#### The data:

//! Configuration types.
//!
//! Precedence, highest first: command-line flags, environment variables,
//! the TOML config file, built-in defaults.

use std::path::{Path, PathBuf};

use secrecy::{ExposeSecret, SecretString};
use serde::Deserialize;
use serde::de::DeserializeOwned;

use crate::error::ConfigError;

pub const ENV_API_KEY: &str = "STORY_EXTRACTOR_LLM_API_KEY";
pub const ENV_MODEL: &str = "STORY_EXTRACTOR_LLM_MODEL";
pub const ENV_BASE_URL: &str = "STORY_EXTRACTOR_LLM_BASE_URL";
pub const ENV_MAX_TOKENS: &str = "STORY_EXTRACTOR_LLM_MAX_TOKENS";

pub const DEFAULT_MODEL: &str = "gpt-4o-mini";
pub const DEFAULT_BASE_URL: &str = "https://api.openai.com/v1";
pub const DEFAULT_MAX_TOKENS: u32 = 4096;

/// Config file stem searched for by `extract`.
pub const EXTRACTOR_CONFIG_NAME: &str = "story-extractor";
/// Config file stem searched for by `serve`.
pub const SERVER_CONFIG_NAME: &str = "ui-server";

/// `story-extractor.toml`. Every key is optional.
#[derive(Debug, Default, Deserialize)]
#[serde(default)]
pub struct ExtractorFileConfig {
    pub llm: LlmFileConfig,
    pub maildir: Option<PathBuf>,
    pub storydir: Option<PathBuf>,
    pub limit: Option<usize>,
    pub verbose: bool,
    pub log_headers: bool,
    pub log_bodies: bool,
    pub log_stories: bool,
    pub call_timeout_secs: Option<u64>,
    pub run_timeout_secs: Option<u64>,
}

/// The `[llm]` table of `story-extractor.toml`.
#[derive(Debug, Default, Deserialize)]
#[serde(default)]
pub struct LlmFileConfig {
    pub api_key: Option<SecretString>,
    pub model: Option<String>,
    pub base_url: Option<String>,
    pub max_tokens: Option<u32>,
}

/// `ui-server.toml`. Every key is optional.
#[derive(Debug, Default, Deserialize)]
#[serde(default)]
pub struct ServerFileConfig {
    pub storydir: Option<PathBuf>,
    pub savedir: Option<PathBuf>,
    pub host: Option<String>,
    pub port: Option<u16>,
    pub verbose: bool,
}

/// Load a config file.
///
/// An explicit path must exist. Otherwise `{name}.toml` is looked up in the
/// working directory and then in `$HOME`; finding neither yields defaults.
pub fn load_file<T: DeserializeOwned + Default>(
    explicit: Option<&Path>,
    name: &str,
) -> Result<T, ConfigError> {
    match explicit {
        Some(path) => read_file(path),
        None => {
            let home = std::env::var_os("HOME").map(PathBuf::from);
            load_first(&search_paths(name, home.as_deref()))
        }
    }
}

/// Candidate locations for `{name}.toml`, in lookup order.
pub fn search_paths(name: &str, home: Option<&Path>) -> Vec<PathBuf> {
    let file = format!("{name}.toml");
    let mut paths = vec![PathBuf::from(&file)];
    if let Some(home) = home {
        paths.push(home.join(&file));
    }
    paths
}

fn load_first<T: DeserializeOwned + Default>(candidates: &[PathBuf]) -> Result<T, ConfigError> {
    match candidates.iter().find(|path| path.is_file()) {
        Some(path) => read_file(path),
        None => Ok(T::default()),
    }
}

fn read_file<T: DeserializeOwned>(path: &Path) -> Result<T, ConfigError> {
    let raw = std::fs::read_to_string(path).map_err(|source| ConfigError::ReadFile {
        path: path.to_path_buf(),
        source,
    })?;
    toml::from_str(&raw).map_err(|source| ConfigError::ParseFile {
        path: path.to_path_buf(),
        source,
    })
}

/// First value set, from flag/env then file; an error naming `key` if neither.
pub fn required_path(
    cli: Option<PathBuf>,
    file: Option<PathBuf>,
    key: &str,
) -> Result<PathBuf, ConfigError> {
    cli.or(file)
        .filter(|path| !path.as_os_str().is_empty())
        .ok_or_else(|| ConfigError::MissingValue(key.to_string()))
}

/// Settings for the OpenAI-compatible extraction backend.
#[derive(Debug, Clone)]
pub struct LlmConfig {
    pub api_key: SecretString,
    pub model: String,
    /// API root, without the `/chat/completions` suffix.
    pub base_url: String,
    /// Upper bound on completion tokens per call. Newsletters with many
    /// stories need a generous budget.
    pub max_tokens: u32,
}

impl LlmConfig {
    /// Build config from `STORY_EXTRACTOR_LLM_*` environment variables.
    pub fn from_env() -> Result<Self, ConfigError> {
        Self::from_env_and_file(&LlmFileConfig::default())
    }

    /// Environment variables over the `[llm]` table of the config file.
    pub fn from_env_and_file(file: &LlmFileConfig) -> Result<Self, ConfigError> {
        Self::resolve(|key| std::env::var(key).ok(), file)
    }

    /// Build config from an arbitrary key lookup. Empty values count as unset.
    pub fn from_lookup(lookup: impl Fn(&str) -> Option<String>) -> Result<Self, ConfigError> {
        Self::resolve(lookup, &LlmFileConfig::default())
    }

    /// Lookup values win over file values; defaults fill the rest.
    pub fn resolve(
        lookup: impl Fn(&str) -> Option<String>,
        file: &LlmFileConfig,
    ) -> Result<Self, ConfigError> {
        let get = |key: &str| lookup(key).map(|v| v.trim().to_string()).filter(|v| !v.is_empty());
        let non_empty = |v: &Option<String>| {
            v.as_deref()
                .map(str::trim)
                .filter(|v| !v.is_empty())
                .map(str::to_string)
        };

        let api_key = match get(ENV_API_KEY) {
            Some(key) => SecretString::from(key),
            None => file
                .api_key
                .clone()
                .filter(|key| !key.expose_secret().trim().is_empty())
                .ok_or_else(|| ConfigError::MissingEnvVar(ENV_API_KEY.to_string()))?,
        };

        let model = get(ENV_MODEL)
            .or_else(|| non_empty(&file.model))
            .unwrap_or_else(|| DEFAULT_MODEL.to_string());
        let base_url = get(ENV_BASE_URL)
            .or_else(|| non_empty(&file.base_url))
            .unwrap_or_else(|| DEFAULT_BASE_URL.to_string());

        let max_tokens = match get(ENV_MAX_TOKENS) {
            Some(raw) => raw
                .parse::<u32>()
                .ok()
                .filter(|n| *n > 0)
                .ok_or_else(|| ConfigError::InvalidValue {
                    key: ENV_MAX_TOKENS.to_string(),
                    message: format!("expected a positive integer, got {raw:?}"),
                })?,
            None => match file.max_tokens {
                Some(0) => {
                    return Err(ConfigError::InvalidValue {
                        key: "llm.max_tokens".to_string(),
                        message: "expected a positive integer, got 0".to_string(),
                    });
                }
                Some(n) => n,
                None => DEFAULT_MAX_TOKENS,
            },
        };

        Ok(Self {
            api_key,
            model,
            base_url,
            max_tokens,
        })
    }
}
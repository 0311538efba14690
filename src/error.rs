//! Error types for the newsletter story pipeline.

use std::path::PathBuf;
use std::time::Duration;

/// Errors that abort a run or fail a request.
#[derive(Debug, thiserror::Error)]
pub enum Error {
    #[error("Scan error: {0}")]
    Scan(#[from] ScanError),

    #[error("Persistence error: {0}")]
    Persistence(#[from] PersistenceError),

    #[error("Save error: {0}")]
    Save(#[from] SaveError),
}

/// Configuration-related errors.
#[derive(Debug, thiserror::Error)]
pub enum ConfigError {
    #[error("Missing required environment variable: {0}")]
    MissingEnvVar(String),

    #[error("Invalid configuration value for {key}: {message}")]
    InvalidValue { key: String, message: String },

    #[error("Missing required setting: {0}")]
    MissingValue(String),

    #[error("Failed to read config file {path}: {source}")]
    ReadFile {
        path: PathBuf,
        #[source]
        source: std::io::Error,
    },

    #[error("Failed to parse config file {path}: {source}")]
    ParseFile {
        path: PathBuf,
        #[source]
        source: toml::de::Error,
    },
}

/// Mailbox enumeration errors. These abort a whole run.
#[derive(Debug, thiserror::Error)]
pub enum ScanError {
    #[error("Mail directory does not exist: {0}")]
    MissingRoot(PathBuf),

    #[error("Failed to walk mail directory {path}: {source}")]
    Walk {
        path: PathBuf,
        #[source]
        source: walkdir::Error,
    },
}

/// A message could not be read as an email. Terminal for that message.
#[derive(Debug, thiserror::Error)]
pub enum ParseError {
    #[error("Empty message")]
    Empty,

    #[error("Malformed header line {line}: {content:?}")]
    MalformedHeader { line: usize, content: String },

    #[error("Message has no header section")]
    MissingHeaders,

    #[error("MIME structure could not be parsed")]
    Mime,

    #[error("IO error: {0}")]
    Io(#[from] std::io::Error),
}

/// The extraction backend failed or returned something unusable.
#[derive(Debug, thiserror::Error)]
pub enum ExtractionError {
    #[error("Provider {provider} request failed: {reason}")]
    RequestFailed { provider: String, reason: String },

    #[error("Invalid response from {provider}: {reason}")]
    InvalidResponse { provider: String, reason: String },

    #[error("Extraction timed out after {0:?}")]
    Timeout(Duration),
}

/// Story directory I/O failures that are not benign races.
#[derive(Debug, thiserror::Error)]
pub enum PersistenceError {
    #[error("Story directory does not exist: {0}")]
    MissingDirectory(PathBuf),

    #[error("Failed to serialize story: {0}")]
    Serialize(#[from] serde_json::Error),

    #[error("IO error on {path}: {source}")]
    Io {
        path: PathBuf,
        #[source]
        source: std::io::Error,
    },

    #[error("Story directory task failed: {0}")]
    Task(#[from] tokio::task::JoinError),
}

impl PersistenceError {
    pub(crate) fn io(path: impl Into<PathBuf>, source: std::io::Error) -> Self {
        Self::Io {
            path: path.into(),
            source,
        }
    }
}

/// Saved-story errors, distinguished so callers can map them to
/// bad-request / conflict / not-found responses.
#[derive(Debug, thiserror::Error)]
pub enum SaveError {
    #[error("Invalid filename: {0}")]
    InvalidFilename(String),

    #[error("Story is already saved: {0}")]
    AlreadySaved(String),

    #[error("Story not found: {0}")]
    NotFound(String),

    #[error("IO error on {path}: {source}")]
    Io {
        path: PathBuf,
        #[source]
        source: std::io::Error,
    },
}

impl SaveError {
    pub(crate) fn io(path: impl Into<PathBuf>, source: std::io::Error) -> Self {
        Self::Io {
            path: path.into(),
            source,
        }
    }
}

/// Why a single message ended in the error state. Never aborts a run.
#[derive(Debug, thiserror::Error)]
pub enum MessageError {
    #[error(transparent)]
    Parse(#[from] ParseError),

    #[error(transparent)]
    Extraction(#[from] ExtractionError),

    #[error(transparent)]
    Persistence(#[from] PersistenceError),
}

impl MessageError {
    /// Short stage label for logs.
    pub fn stage(&self) -> &'static str {
        match self {
            Self::Parse(_) => "parse",
            Self::Extraction(_) => "extract",
            Self::Persistence(_) => "persist",
        }
    }
}

/// Result type alias for the crate.
pub type Result<T> = std::result::Result<T, Error>;
//! Ingestion processor: Maildir in, story files out.
//!
//! Each message ends in exactly one of three states:
//! 1. processed: stories extracted and persisted (possibly zero of them)
//! 2. skipped: records for this message already exist
//! 3. errored: parse, extraction or persistence failed
//!
//! Per-message failures are counted and the run moves on. Only failing to
//! enumerate the Maildir or a missing story directory aborts the run.

use std::path::{Path, PathBuf};
use std::sync::Arc;
use std::time::Duration;

use serde::Serialize;
use tokio::sync::watch;
use tokio::time::Instant;
use tracing::{debug, error, info, warn};

use crate::error::{ExtractionError, MessageError, PersistenceError, Result};
use crate::extract::StoryExtractor;
use crate::logging::LogOptions;
use crate::mail::{ParsedMessage, parse_message, scan_maildir};
use crate::stories::{StoryRecord, StoryStore};

/// Default bound on a single extraction call.
pub const DEFAULT_CALL_TIMEOUT: Duration = Duration::from_secs(60);

/// Settings for one ingestion run.
#[derive(Debug, Clone)]
pub struct ProcessorConfig {
    pub maildir: PathBuf,
    pub storydir: PathBuf,
    /// Process at most this many messages, newest first.
    pub limit: Option<usize>,
    pub call_timeout: Duration,
    /// Budget for the whole run. Caps each call's timeout; once spent, no
    /// further messages are started.
    pub run_timeout: Option<Duration>,
    pub log: LogOptions,
}

impl ProcessorConfig {
    pub fn new(maildir: impl Into<PathBuf>, storydir: impl Into<PathBuf>) -> Self {
        Self {
            maildir: maildir.into(),
            storydir: storydir.into(),
            limit: None,
            call_timeout: DEFAULT_CALL_TIMEOUT,
            run_timeout: None,
            log: LogOptions::default(),
        }
    }
}

/// Aggregate counts for a run.
#[derive(Debug, Clone, Copy, Default, PartialEq, Eq, Serialize)]
pub struct RunSummary {
    pub total: usize,
    pub processed: usize,
    pub skipped: usize,
    pub errors: usize,
    /// The run stopped early on shutdown or run timeout.
    pub cancelled: bool,
}

impl RunSummary {
    pub fn is_clean(&self) -> bool {
        self.errors == 0 && !self.cancelled
    }
}

#[derive(Debug, Clone, Copy, PartialEq, Eq)]
enum MessageOutcome {
    Processed { stories: usize },
    Skipped,
}

/// Drives scanner, parser, existence check, extractor and store.
pub struct IngestionProcessor {
    config: ProcessorConfig,
    store: StoryStore,
    extractor: Arc<dyn StoryExtractor>,
}

impl IngestionProcessor {
    pub fn new(config: ProcessorConfig, extractor: Arc<dyn StoryExtractor>) -> Self {
        let store = StoryStore::new(&config.storydir);
        Self {
            config,
            store,
            extractor,
        }
    }

    /// Run to completion (or until the run timeout).
    pub async fn run(&self) -> Result<RunSummary> {
        let (_keep_open, shutdown) = watch::channel(false);
        self.run_with_shutdown(shutdown).await
    }

    /// Run until done or until `shutdown` becomes `true`.
    ///
    /// On shutdown the in-flight message is abandoned and counted as an
    /// error; the counts so far are returned with `cancelled` set.
    pub async fn run_with_shutdown(
        &self,
        mut shutdown: watch::Receiver<bool>,
    ) -> Result<RunSummary> {
        let mut paths = scan_maildir(&self.config.maildir)?;
        if !self.config.storydir.is_dir() {
            return Err(PersistenceError::MissingDirectory(self.config.storydir.clone()).into());
        }

        info!(
            count = paths.len(),
            maildir = %self.config.maildir.display(),
            extractor = self.extractor.name(),
            "Found messages"
        );
        if let Some(limit) = self.config.limit
            && paths.len() > limit
        {
            paths.truncate(limit);
            info!(limit, "Limiting message processing");
        }

        let deadline = self.config.run_timeout.map(|budget| Instant::now() + budget);
        let mut summary = RunSummary {
            total: paths.len(),
            ..Default::default()
        };

        for (idx, path) in paths.iter().enumerate() {
            if *shutdown.borrow() {
                warn!("Shutdown requested, stopping run");
                summary.cancelled = true;
                break;
            }

            let call_timeout = match deadline {
                Some(deadline) => {
                    let remaining = deadline.saturating_duration_since(Instant::now());
                    if remaining.is_zero() {
                        warn!(remaining = paths.len() - idx, "Run timeout reached, stopping run");
                        summary.cancelled = true;
                        break;
                    }
                    remaining.min(self.config.call_timeout)
                }
                None => self.config.call_timeout,
            };

            if self.config.log.verbose {
                info!(
                    index = idx + 1,
                    total = paths.len(),
                    path = %path.display(),
                    "Processing message"
                );
            } else {
                debug!(index = idx + 1, path = %path.display(), "Processing message");
            }

            let result = tokio::select! {
                result = self.process_message(idx, path, call_timeout) => result,
                () = shutdown_requested(&mut shutdown) => {
                    warn!(path = %path.display(), "Shutdown requested, abandoning message");
                    summary.errors += 1;
                    summary.cancelled = true;
                    break;
                }
            };

            match result {
                Ok(MessageOutcome::Processed { stories }) => {
                    debug!(path = %path.display(), stories, "Message processed");
                    summary.processed += 1;
                }
                Ok(MessageOutcome::Skipped) => summary.skipped += 1,
                Err(e) => {
                    error!(
                        path = %path.display(),
                        stage = e.stage(),
                        error = %e,
                        "Failed to process message"
                    );
                    summary.errors += 1;
                }
            }
        }

        info!(
            total = summary.total,
            processed = summary.processed,
            skipped = summary.skipped,
            errors = summary.errors,
            cancelled = summary.cancelled,
            "Processing complete"
        );
        Ok(summary)
    }

    async fn process_message(
        &self,
        idx: usize,
        path: &Path,
        call_timeout: Duration,
    ) -> std::result::Result<MessageOutcome, MessageError> {
        let raw = tokio::fs::read(path)
            .await
            .map_err(|e| MessageError::Parse(e.into()))?;
        let message = parse_message(&raw)?;

        let (message_id, date) = (message.message_id.clone(), message.date);
        match self
            .with_store(move |store| store.exists(&message_id, &date))
            .await
        {
            Ok(true) => {
                debug!(
                    path = %path.display(),
                    message_id = %message.message_id,
                    "Skipping message, stories already exist"
                );
                return Ok(MessageOutcome::Skipped);
            }
            Ok(false) => {}
            // Treat as not yet processed rather than drop the message.
            Err(e) => warn!(
                path = %path.display(),
                error = %e,
                "Failed to check for existing stories"
            ),
        }

        self.log_message(idx, &message);

        let started = Instant::now();
        let extracted = tokio::time::timeout(call_timeout, self.extractor.extract(&message))
            .await
            .map_err(|_| ExtractionError::Timeout(call_timeout))??;
        info!(
            path = %path.display(),
            count = extracted.len(),
            duration_ms = started.elapsed().as_millis() as u64,
            "Extracted stories"
        );

        let records: Vec<StoryRecord> = extracted
            .into_iter()
            .map(|story| StoryRecord::from_extracted(story, &message))
            .collect();
        if self.config.log.log_stories {
            for (i, story) in records.iter().enumerate() {
                info!(
                    index = i + 1,
                    headline = %story.headline,
                    teaser = %story.teaser,
                    url = %story.url,
                    "Story"
                );
            }
        }

        let count = records.len();
        let (message_id, date) = (message.message_id.clone(), message.date);
        let outcome = self
            .with_store(move |store| store.write(&message_id, &date, &records))
            .await?;
        if outcome.skipped > 0 {
            debug!(
                message_id = %message.message_id,
                written = outcome.written,
                skipped = outcome.skipped,
                "Some stories were already on disk"
            );
        }

        Ok(MessageOutcome::Processed { stories: count })
    }

    /// Run a blocking story directory operation on the blocking pool.
    async fn with_store<T, F>(&self, op: F) -> std::result::Result<T, PersistenceError>
    where
        F: FnOnce(&StoryStore) -> std::result::Result<T, PersistenceError> + Send + 'static,
        T: Send + 'static,
    {
        let store = self.store.clone();
        tokio::task::spawn_blocking(move || op(&store)).await?
    }

    fn log_message(&self, idx: usize, message: &ParsedMessage) {
        let log = &self.config.log;
        if !log.headers() {
            return;
        }
        let date = message.date.format("%Y-%m-%d %H:%M:%S").to_string();
        if log.log_bodies {
            info!(
                index = idx + 1,
                subject = %message.subject,
                from_email = %message.from_email,
                from_name = %message.from_name,
                date = %date,
                message_id = %message.message_id,
                body_length = message.body.len(),
                body = %message.body,
                "Parsed message"
            );
        } else {
            info!(
                index = idx + 1,
                subject = %message.subject,
                from_email = %message.from_email,
                from_name = %message.from_name,
                date = %date,
                message_id = %message.message_id,
                body_length = message.body.len(),
                "Parsed message"
            );
        }
    }
}

/// Resolves once shutdown is signalled. Never resolves if the sender is gone.
async fn shutdown_requested(shutdown: &mut watch::Receiver<bool>) {
    let signalled = shutdown.wait_for(|stop| *stop).await.is_ok();
    if !signalled {
        std::future::pending::<()>().await;
    }
}
//! Story types.

use chrono::{DateTime, FixedOffset};
use serde::{Deserialize, Serialize};

use crate::mail::ParsedMessage;

/// A story as returned by the extraction backend, before provenance is attached.
#[derive(Debug, Clone, PartialEq, Eq, Serialize, Deserialize)]
pub struct ExtractedStory {
    pub headline: String,
    #[serde(default)]
    pub teaser: String,
    pub url: String,
}

impl ExtractedStory {
    pub fn new(
        headline: impl Into<String>,
        teaser: impl Into<String>,
        url: impl Into<String>,
    ) -> Self {
        Self {
            headline: headline.into(),
            teaser: teaser.into(),
            url: url.into(),
        }
    }
}

/// The durable unit: one story, one JSON file.
///
/// `filename` is never written to disk. It is filled in from the path when
/// records are read back.
#[derive(Debug, Clone, PartialEq, Serialize, Deserialize)]
pub struct StoryRecord {
    pub headline: String,
    pub teaser: String,
    pub url: String,
    pub from_email: String,
    pub from_name: String,
    /// Publication date of the newsletter (RFC 3339 on disk).
    #[serde(rename = "date")]
    pub published: DateTime<FixedOffset>,
    #[serde(default, skip_serializing_if = "Option::is_none")]
    pub filename: Option<String>,
}

impl StoryRecord {
    /// Attach the source message's provenance to an extracted story.
    pub fn from_extracted(story: ExtractedStory, message: &ParsedMessage) -> Self {
        Self {
            headline: story.headline,
            teaser: story.teaser,
            url: story.url,
            from_email: message.from_email.clone(),
            from_name: message.from_name.clone(),
            published: message.date,
            filename: None,
        }
    }
}
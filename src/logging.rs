//! Tracing setup and per-run diagnostic switches.

use tracing_subscriber::EnvFilter;

/// Diagnostic output for an ingestion run. Passed explicitly to the
/// processor rather than kept in global state.
#[derive(Debug, Clone, Copy, Default, PartialEq, Eq)]
pub struct LogOptions {
    pub verbose: bool,
    /// Log parsed header fields for every message.
    pub log_headers: bool,
    /// Log message bodies as sent for extraction. Implies `log_headers`.
    pub log_bodies: bool,
    /// Log every extracted story.
    pub log_stories: bool,
}

impl LogOptions {
    pub fn headers(&self) -> bool {
        self.log_headers || self.log_bodies
    }
}

/// Filter used when `RUST_LOG` is unset.
pub fn default_directive(verbose: bool) -> &'static str {
    if verbose { "debug" } else { "info" }
}

/// Install the global fmt subscriber on stderr. `RUST_LOG` takes precedence.
pub fn init(verbose: bool) {
    let filter = EnvFilter::try_from_default_env()
        .unwrap_or_else(|_| EnvFilter::new(default_directive(verbose)));

    let _ = tracing_subscriber::fmt()
        .with_env_filter(filter)
        .with_target(false)
        .with_writer(std::io::stderr)
        .try_init();
}
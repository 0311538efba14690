//! Mail input: Maildir scanning and message parsing.

pub mod html;
pub mod maildir;
pub mod parser;

pub use html::html_to_text;
pub use maildir::scan_maildir;
pub use parser::{ParsedMessage, parse_message, parse_message_file};
//! The two DOM surfaces a toggle touches: the clicked button and the count
//! display whose id equals the tweet's pk.

use web_sys::{Document, Element, HtmlElement};

use crate::error::LikeError;

pub const PK_KEY: &str = "pk";
pub const IS_LIKED_KEY: &str = "isLiked";

pub trait LikeTarget {
    fn pk(&self) -> Option<String>;
    fn is_liked(&self) -> Option<String>;
    fn set_is_liked(&self, flag: &str) -> Result<(), LikeError>;
    fn set_content(&self, content: &str);
}

pub trait CountDisplay {
    fn set_count(&self, count: u64);
}

/// Lookup of count displays by tweet pk.
pub trait CountDisplays {
    type Display: CountDisplay;

    fn count_display(&self, pk: &str) -> Option<Self::Display>;
}

impl LikeTarget for HtmlElement {
    fn pk(&self) -> Option<String> {
        self.dataset().get(PK_KEY)
    }

    fn is_liked(&self) -> Option<String> {
        self.dataset().get(IS_LIKED_KEY)
    }

    fn set_is_liked(&self, flag: &str) -> Result<(), LikeError> {
        self.dataset().set(IS_LIKED_KEY, flag).map_err(LikeError::dom)
    }

    fn set_content(&self, content: &str) {
        self.set_inner_html(content);
    }
}

impl CountDisplay for Element {
    fn set_count(&self, count: u64) {
        self.set_inner_html(&count.to_string());
    }
}

impl CountDisplays for Document {
    type Display = Element;

    fn count_display(&self, pk: &str) -> Option<Element> {
        self.get_element_by_id(pk)
    }
}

#### What is being asked:
Your answer should consist of the lines above that hold the word "counts", copied exactly.

#### Response box:
/// Aggregate counts for a run.
    /// error; the counts so far are returned with `cancelled` set.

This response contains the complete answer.